**Work item**
Somewhere below are a line with "pub fn scene_hint(&self, scene_name: &str)" and a later line with "item order, deduplicated.". Output exactly those lines and all lines between them.

(Entries taken from a collection)
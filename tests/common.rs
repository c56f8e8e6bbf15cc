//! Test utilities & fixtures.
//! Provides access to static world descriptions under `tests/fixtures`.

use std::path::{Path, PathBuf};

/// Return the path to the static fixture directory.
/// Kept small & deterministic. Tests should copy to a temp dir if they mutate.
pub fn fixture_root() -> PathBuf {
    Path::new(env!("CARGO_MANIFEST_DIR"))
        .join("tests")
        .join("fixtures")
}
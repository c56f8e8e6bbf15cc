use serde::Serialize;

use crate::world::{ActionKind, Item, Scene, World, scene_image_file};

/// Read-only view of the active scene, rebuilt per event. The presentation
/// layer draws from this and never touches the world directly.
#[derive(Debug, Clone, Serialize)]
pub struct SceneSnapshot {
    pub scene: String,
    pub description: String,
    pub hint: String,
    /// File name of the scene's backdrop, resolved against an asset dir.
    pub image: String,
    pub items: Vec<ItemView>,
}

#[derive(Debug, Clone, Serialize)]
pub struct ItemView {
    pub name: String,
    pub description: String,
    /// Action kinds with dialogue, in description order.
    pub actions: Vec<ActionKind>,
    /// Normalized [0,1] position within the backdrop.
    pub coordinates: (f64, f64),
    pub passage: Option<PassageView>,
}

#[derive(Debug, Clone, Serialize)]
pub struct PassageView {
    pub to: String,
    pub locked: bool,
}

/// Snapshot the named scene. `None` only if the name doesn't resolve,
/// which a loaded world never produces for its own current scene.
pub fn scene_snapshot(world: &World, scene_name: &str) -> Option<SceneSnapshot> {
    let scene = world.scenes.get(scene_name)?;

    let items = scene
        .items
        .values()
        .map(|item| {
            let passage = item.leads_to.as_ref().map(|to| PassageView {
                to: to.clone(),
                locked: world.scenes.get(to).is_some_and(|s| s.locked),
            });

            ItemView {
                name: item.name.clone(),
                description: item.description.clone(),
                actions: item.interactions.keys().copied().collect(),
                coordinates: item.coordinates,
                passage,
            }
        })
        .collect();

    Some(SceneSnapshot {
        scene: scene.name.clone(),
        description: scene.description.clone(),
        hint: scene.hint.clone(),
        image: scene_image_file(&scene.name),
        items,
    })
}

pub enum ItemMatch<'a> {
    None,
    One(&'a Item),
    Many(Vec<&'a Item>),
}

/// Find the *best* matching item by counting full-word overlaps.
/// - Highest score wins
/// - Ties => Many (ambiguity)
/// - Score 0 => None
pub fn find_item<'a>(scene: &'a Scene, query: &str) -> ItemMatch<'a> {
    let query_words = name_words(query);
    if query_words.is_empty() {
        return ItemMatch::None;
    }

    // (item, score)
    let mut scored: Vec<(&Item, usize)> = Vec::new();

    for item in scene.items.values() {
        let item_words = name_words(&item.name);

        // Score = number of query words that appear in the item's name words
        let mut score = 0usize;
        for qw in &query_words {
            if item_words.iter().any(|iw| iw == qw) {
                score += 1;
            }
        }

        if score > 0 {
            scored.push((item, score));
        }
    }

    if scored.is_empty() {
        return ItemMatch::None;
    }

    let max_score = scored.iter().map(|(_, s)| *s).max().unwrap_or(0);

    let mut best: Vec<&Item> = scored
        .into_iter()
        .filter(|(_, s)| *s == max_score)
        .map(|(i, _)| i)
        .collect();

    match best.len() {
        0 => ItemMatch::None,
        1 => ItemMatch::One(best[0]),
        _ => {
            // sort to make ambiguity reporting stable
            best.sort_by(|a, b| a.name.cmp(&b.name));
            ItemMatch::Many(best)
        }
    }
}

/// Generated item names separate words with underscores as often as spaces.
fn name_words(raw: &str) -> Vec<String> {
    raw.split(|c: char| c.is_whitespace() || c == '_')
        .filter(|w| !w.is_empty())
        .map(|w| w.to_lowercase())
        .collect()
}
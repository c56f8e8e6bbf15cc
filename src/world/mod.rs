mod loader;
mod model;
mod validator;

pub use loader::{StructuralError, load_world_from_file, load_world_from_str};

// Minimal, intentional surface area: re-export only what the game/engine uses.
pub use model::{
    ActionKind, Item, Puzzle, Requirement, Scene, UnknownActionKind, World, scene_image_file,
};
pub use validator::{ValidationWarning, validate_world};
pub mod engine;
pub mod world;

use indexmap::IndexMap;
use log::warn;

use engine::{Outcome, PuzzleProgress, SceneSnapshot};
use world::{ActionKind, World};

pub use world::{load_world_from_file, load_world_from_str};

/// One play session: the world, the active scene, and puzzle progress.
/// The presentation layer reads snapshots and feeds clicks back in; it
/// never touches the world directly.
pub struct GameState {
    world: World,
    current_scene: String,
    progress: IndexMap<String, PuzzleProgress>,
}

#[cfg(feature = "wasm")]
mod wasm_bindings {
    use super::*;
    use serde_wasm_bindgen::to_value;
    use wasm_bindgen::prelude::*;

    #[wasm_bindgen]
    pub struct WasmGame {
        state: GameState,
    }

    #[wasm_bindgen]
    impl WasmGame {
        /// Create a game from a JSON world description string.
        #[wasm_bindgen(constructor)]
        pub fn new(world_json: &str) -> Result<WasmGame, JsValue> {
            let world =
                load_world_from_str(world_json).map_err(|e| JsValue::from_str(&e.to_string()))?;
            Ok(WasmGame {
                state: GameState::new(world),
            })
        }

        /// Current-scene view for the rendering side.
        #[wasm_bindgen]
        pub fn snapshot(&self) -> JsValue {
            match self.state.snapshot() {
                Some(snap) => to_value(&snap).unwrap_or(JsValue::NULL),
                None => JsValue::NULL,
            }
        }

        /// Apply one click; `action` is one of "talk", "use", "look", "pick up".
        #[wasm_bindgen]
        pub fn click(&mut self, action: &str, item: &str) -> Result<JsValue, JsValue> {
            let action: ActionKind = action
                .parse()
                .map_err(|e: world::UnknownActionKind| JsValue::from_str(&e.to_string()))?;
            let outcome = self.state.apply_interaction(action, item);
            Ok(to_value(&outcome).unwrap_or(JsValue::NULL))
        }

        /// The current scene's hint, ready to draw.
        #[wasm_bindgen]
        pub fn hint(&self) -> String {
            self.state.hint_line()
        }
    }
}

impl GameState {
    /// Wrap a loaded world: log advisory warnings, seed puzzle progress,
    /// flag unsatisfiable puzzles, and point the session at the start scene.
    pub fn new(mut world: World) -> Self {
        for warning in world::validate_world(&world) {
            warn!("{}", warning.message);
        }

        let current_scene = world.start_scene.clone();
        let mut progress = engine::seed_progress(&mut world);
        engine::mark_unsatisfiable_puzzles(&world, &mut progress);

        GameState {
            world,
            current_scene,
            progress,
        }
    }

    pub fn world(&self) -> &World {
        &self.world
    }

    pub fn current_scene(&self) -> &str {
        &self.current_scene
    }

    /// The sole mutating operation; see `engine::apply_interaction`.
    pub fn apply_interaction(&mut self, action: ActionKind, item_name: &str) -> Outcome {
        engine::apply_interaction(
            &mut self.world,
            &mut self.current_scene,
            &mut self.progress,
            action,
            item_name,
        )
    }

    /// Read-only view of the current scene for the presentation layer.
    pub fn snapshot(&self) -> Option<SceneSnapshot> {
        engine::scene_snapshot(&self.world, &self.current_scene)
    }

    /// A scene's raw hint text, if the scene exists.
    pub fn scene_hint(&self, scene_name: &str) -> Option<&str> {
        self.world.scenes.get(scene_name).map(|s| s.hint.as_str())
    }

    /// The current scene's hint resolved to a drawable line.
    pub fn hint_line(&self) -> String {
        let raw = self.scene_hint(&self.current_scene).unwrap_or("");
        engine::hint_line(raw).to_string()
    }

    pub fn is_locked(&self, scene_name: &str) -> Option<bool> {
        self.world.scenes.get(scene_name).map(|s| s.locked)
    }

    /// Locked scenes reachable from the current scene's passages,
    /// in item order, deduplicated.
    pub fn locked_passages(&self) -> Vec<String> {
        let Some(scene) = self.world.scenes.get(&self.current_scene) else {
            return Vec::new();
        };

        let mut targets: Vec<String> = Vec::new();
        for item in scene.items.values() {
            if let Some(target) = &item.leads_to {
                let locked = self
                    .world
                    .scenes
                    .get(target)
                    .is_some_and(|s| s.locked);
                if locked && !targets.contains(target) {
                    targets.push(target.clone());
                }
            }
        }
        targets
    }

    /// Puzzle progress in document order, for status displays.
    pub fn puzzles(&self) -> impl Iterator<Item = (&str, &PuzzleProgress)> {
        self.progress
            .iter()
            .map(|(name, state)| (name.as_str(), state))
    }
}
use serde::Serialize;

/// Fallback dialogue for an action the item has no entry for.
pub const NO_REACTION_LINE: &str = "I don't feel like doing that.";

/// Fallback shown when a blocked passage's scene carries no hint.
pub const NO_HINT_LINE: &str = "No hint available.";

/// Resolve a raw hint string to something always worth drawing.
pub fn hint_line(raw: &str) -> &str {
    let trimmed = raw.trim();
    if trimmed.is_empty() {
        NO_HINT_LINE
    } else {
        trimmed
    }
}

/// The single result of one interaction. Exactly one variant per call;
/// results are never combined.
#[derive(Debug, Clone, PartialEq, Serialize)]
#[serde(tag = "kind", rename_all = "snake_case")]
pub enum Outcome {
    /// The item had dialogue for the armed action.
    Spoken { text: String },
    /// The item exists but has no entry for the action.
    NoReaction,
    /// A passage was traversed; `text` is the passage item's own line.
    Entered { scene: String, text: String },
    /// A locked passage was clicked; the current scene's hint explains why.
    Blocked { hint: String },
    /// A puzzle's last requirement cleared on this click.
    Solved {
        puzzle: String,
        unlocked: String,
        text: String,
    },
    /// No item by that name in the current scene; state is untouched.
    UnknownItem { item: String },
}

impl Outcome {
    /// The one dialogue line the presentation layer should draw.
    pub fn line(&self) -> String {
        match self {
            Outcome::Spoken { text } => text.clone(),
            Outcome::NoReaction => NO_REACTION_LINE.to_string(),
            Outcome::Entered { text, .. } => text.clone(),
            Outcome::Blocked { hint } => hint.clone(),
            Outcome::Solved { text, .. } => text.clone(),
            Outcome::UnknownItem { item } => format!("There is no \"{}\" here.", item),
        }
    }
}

**Solution**
    pub fn scene_hint(&self, scene_name: &str) -> Option<&str> {
        self.world.scenes.get(scene_name).map(|s| s.hint.as_str())
    }

    /// The current scene's hint resolved to a drawable line.
    pub fn hint_line(&self) -> String {
        let raw = self.scene_hint(&self.current_scene).unwrap_or("");
        engine::hint_line(raw).to_string()
    }

    pub fn is_locked(&self, scene_name: &str) -> Option<bool> {
        self.world.scenes.get(scene_name).map(|s| s.locked)
    }

    /// Locked scenes reachable from the current scene's passages,
    /// in item order, deduplicated.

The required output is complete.